Dwarf Baby Tears are spreading nicely, I trimmed and replanted a few to try to get it to fill in a bit more, and started seeding another bin with it.










The crypts and B monnieri are doing well, I trimmed and replanted them, the crypts are spreading a bit.










The PCS are doing ok, but I'm not happy really with their development. The Rot Mac Jap red is doing well. Not growing as fast as the other stems but it's doing good.










Here's the overall view.










This has been a fun project! Please feel free to comment or sub to this thread, I'll try to get an update in once a month, now that I'm starting to feel a little bit better.


----------



## marty93aus

Nice work mate!


----------



## aquariumhobbyist

Any update on your setup?


----------



## strawberrybob

Heck of a work drewsuf82! Well done. Where did you get the idea of all this? Just amazing. Superb work.


----------



## sotiris

Nice work my friend!! I like very much just searching and watching emersed setups and the diversity of the plants! I started my setup with a 5630 led strip clear white color. Please could u tell us some details about your lighting; thanks!


----------



## drewsuf82

Thanks for all the replies everyone, I should get around to doing an update tonight, the bin has been filling with plants and I'm getting ready to sell some plants and what not to get another one started. 

I got the idea from a sticky here on the forum.

As for lights, I'm currently using 2 of the "Plant grow" flourescent lights from walmart and 1 13w 6500k cfl bulb.


----------



## drewsuf82

Well yall asked for it so I guess it's time for an update.

Been opening the bin and spraying it with RODI about 2-3 times per week. Humidity is keeping around 85-90% depending on the day and the time of the day I check.

Now for the pictures 

First off we have the Dwarf Baby Tears, they're filling in wonderfully and it's about time to thin them a bit and try to raise funds for another bin










The Jap red is doing well, if I don't get any bites on the stems, I will trim and replant them to make more 










The B Monnieri has been growing like wildfire, I've trimmed from here on a monthly basis, last time I took it down to about 8 stems 2" long, that was a month or so ago...










The crypts have filled in and are waiting for new homes










The Alternanthera Reineckii that I started out with 2 months ago with just 4 stems has filled in really nicely, some beautiful reds with it as well!










And now for the full bin shot! I've been itching to make another bin, I do have some A. Nana which has been doing well as well, but the leaves for some reason are a bit pale, not sure if they need some extra nutrients or what not, but I'm itching to get another bin going!
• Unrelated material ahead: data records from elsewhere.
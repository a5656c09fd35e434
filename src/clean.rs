//! Turns a loaded sheet into the immutable order table.
//!
//! Cleaning runs once per session: exact-duplicate rows are dropped, discount
//! percentages are rescaled, the two ship-date columns are merged and the
//! order-date column is normalized through its detected [`DateEncoding`].

use chrono::NaiveDate;
use itertools::Itertools;
use log::{debug, info, warn};
use rust_decimal::Decimal;
use serde::Serialize;

use crate::{
    data::{Cell, DateEncoding, normalize_date_column},
    error::DashboardError,
    loader::RawTable,
};

pub const ORDER_DATE: &str = "Order Date";
pub const SALES: &str = "Sales";
pub const PROFIT: &str = "Profit";
pub const PRODUCT_NAME: &str = "Product Name";
pub const REGION: &str = "Region";
pub const STATE: &str = "State";
pub const CITY: &str = "City";
pub const DISCOUNT: &str = "Discount";
pub const SHIP_DATE: &str = "Ship Date";
pub const SHIP_DATE_ALT: &str = "Ship date";
pub const ORDER_ID: &str = "Order ID";
pub const QUANTITY: &str = "Quantity";
pub const LATITUDE: &str = "Latitude";
pub const LONGITUDE: &str = "Longitude";

#[derive(Debug, Clone, PartialEq, Serialize)]
pub struct OrderRecord {
    pub source_row: usize,
    pub order_id: Option<String>,
    pub order_date: NaiveDate,
    pub ship_date: Option<NaiveDate>,
    pub product_name: String,
    pub region: Option<String>,
    pub state: Option<String>,
    pub city: Option<String>,
    pub sales: Decimal,
    pub profit: Decimal,
    pub discount: Option<Decimal>,
    pub quantity: Option<i64>,
    pub latitude: Option<f64>,
    pub longitude: Option<f64>,
}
As always, thanks for dropping by and viewing my journal! If you have any questions, comments, etc... feel free to leave them in a reply below and I will do my best to get back to you in a timely manner. Sorry about the delays with some of the responses, I wasn't getting notifications on tapatalk.


----------



## drewsuf82

Greetings everyone!

It's time for an update  I love doing updates!!!!!!

I haven't been trimming things as frequently because I've been trying to let stuff grow in a bit and now it's turning into a jungle  I love it!

First up my Bacopa Monnieri! Wow this stuff has been growing like a weed, it's even reaching out into other bins!










Next up: Rotala Macrandra Japan Red, this stuff has been a bit slow to get going but it looks like it's doing better now. I trimmed it down to dirt level almost about 6 weeks ago.










In our next little corner we have Alt. Reineckii. This stuff has been growing well for me a rate of about 1" per week on most stems. Nice and healthy and happy!










Now, the money shot (yes I know I didn't do close ups of everyone LOL) The HC is doing well even though I ripped 90% of it out about 6 weeks ago, my A. Nanas are coming along (almost ready to be split) and I've split up the crypts!










Anyways, thanks for dropping by to my humble bin thread! If you have any suggestions or comments, please feel free to leave them and I'll be happy to get back in touch!


----------



## drewsuf82

Hey everyone! Just wanted to drop by to let you know that my Bacopa Monnieri has decided to start flowering, well and to share two pictures with you of it of course!



















I'll try to get better pictures once it opens up!


----------



## HoldingWine

Such an awesome setup. Thanks for the update!


----------



## mathman

Any updates?


----------



## DutchMuch

update?


----------